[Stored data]
== Segment start ==

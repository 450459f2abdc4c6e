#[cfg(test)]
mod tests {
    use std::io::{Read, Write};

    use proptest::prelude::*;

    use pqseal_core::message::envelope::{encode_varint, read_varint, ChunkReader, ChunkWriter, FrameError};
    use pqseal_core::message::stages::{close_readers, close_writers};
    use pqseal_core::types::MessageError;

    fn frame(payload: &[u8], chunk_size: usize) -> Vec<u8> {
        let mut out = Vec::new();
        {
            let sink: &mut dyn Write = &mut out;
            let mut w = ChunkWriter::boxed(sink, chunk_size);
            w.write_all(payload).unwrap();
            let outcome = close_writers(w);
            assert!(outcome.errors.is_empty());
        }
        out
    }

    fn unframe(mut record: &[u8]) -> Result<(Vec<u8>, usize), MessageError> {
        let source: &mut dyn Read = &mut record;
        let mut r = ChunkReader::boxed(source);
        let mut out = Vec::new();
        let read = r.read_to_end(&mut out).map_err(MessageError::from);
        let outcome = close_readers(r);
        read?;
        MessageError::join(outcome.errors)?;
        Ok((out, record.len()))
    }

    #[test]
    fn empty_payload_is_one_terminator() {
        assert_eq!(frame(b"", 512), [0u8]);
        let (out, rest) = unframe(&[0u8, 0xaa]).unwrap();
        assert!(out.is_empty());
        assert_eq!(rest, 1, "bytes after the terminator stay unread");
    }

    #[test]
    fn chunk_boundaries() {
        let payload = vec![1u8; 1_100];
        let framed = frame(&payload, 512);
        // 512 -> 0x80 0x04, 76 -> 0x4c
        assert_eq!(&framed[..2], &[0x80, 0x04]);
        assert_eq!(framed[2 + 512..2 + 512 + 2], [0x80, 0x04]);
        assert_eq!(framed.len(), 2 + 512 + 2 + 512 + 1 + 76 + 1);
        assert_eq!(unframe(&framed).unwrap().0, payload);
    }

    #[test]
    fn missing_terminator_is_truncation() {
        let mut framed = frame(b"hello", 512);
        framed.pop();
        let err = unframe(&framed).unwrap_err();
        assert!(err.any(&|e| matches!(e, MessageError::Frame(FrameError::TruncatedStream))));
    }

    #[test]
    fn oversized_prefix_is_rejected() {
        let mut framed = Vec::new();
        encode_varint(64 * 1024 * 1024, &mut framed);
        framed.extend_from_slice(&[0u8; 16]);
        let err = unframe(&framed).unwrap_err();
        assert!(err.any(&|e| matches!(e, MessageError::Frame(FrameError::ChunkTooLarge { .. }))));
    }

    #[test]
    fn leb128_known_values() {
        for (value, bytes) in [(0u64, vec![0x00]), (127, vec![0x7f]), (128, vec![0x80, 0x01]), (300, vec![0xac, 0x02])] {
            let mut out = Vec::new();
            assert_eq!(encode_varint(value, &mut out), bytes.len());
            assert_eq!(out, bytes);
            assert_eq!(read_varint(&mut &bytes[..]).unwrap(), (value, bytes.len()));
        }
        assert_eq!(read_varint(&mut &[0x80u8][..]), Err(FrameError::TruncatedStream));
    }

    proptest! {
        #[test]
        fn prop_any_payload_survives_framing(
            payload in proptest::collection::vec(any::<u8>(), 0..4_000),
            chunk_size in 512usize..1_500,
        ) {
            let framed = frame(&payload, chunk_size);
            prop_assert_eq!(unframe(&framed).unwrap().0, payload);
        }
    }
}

== Segment end ==

> _TASK PROMPT_:
Please print the data above exactly as it appears.

> _RESPONSE BELOW_:
repository 450459f2abdc4c6e
#[cfg(test)]
mod tests {
    use std::io::{Read, Write};

    use proptest::prelude::*;

    use pqseal_core::message::envelope::{encode_varint, read_varint, ChunkReader, ChunkWriter, FrameError};
    use pqseal_core::message::stages::{close_readers, close_writers};
    use pqseal_core::types::MessageError;

    fn frame(payload: &[u8], chunk_size: usize) -> Vec<u8> {
        let mut out = Vec::new();
        {
            let sink: &mut dyn Write = &mut out;
            let mut w = ChunkWriter::boxed(sink, chunk_size);
            w.write_all(payload).unwrap();
            let outcome = close_writers(w);
            assert!(outcome.errors.is_empty());
        }
        out
    }

    fn unframe(mut record: &[u8]) -> Result<(Vec<u8>, usize), MessageError> {
        let source: &mut dyn Read = &mut record;
        let mut r = ChunkReader::boxed(source);
        let mut out = Vec::new();
        let read = r.read_to_end(&mut out).map_err(MessageError::from);
        let outcome = close_readers(r);
        read?;
        MessageError::join(outcome.errors)?;
        Ok((out, record.len()))
    }

    #[test]
    fn empty_payload_is_one_terminator() {
        assert_eq!(frame(b"", 512), [0u8]);
        let (out, rest) = unframe(&[0u8, 0xaa]).unwrap();
        assert!(out.is_empty());
        assert_eq!(rest, 1, "bytes after the terminator stay unread");
    }

    #[test]
    fn chunk_boundaries() {
        let payload = vec![1u8; 1_100];
        let framed = frame(&payload, 512);
        // 512 -> 0x80 0x04, 76 -> 0x4c
        assert_eq!(&framed[..2], &[0x80, 0x04]);
        assert_eq!(framed[2 + 512..2 + 512 + 2], [0x80, 0x04]);
        assert_eq!(framed.len(), 2 + 512 + 2 + 512 + 1 + 76 + 1);
        assert_eq!(unframe(&framed).unwrap().0, payload);
    }

    #[test]
    fn missing_terminator_is_truncation() {
        let mut framed = frame(b"hello", 512);
        framed.pop();
        let err = unframe(&framed).unwrap_err();
        assert!(err.any(&|e| matches!(e, MessageError::Frame(FrameError::TruncatedStream))));
    }

    #[test]
    fn oversized_prefix_is_rejected() {
        let mut framed = Vec::new();
        encode_varint(64 * 1024 * 1024, &mut framed);
        framed.extend_from_slice(&[0u8; 16]);
        let err = unframe(&framed).unwrap_err();
        assert!(err.any(&|e| matches!(e, MessageError::Frame(FrameError::ChunkTooLarge { .. }))));
    }

    #[test]
    fn leb128_known_values() {
        for (value, bytes) in [(0u64, vec![0x00]), (127, vec![0x7f]), (128, vec![0x80, 0x01]), (300, vec![0xac, 0x02])] {
            let mut out = Vec::new();
            assert_eq!(encode_varint(value, &mut out), bytes.len());
            assert_eq!(out, bytes);
            assert_eq!(read_varint(&mut &bytes[..]).unwrap(), (value, bytes.len()));
        }
        assert_eq!(read_varint(&mut &[0x80u8][..]), Err(FrameError::TruncatedStream));
    }

    proptest! {
        #[test]
        fn prop_any_payload_survives_framing(
            payload in proptest::collection::vec(any::<u8>(), 0..4_000),
            chunk_size in 512usize..1_500,
        ) {
            let framed = frame(&payload, chunk_size);
            prop_assert_eq!(unframe(&framed).unwrap().0, payload);
        }
    }
}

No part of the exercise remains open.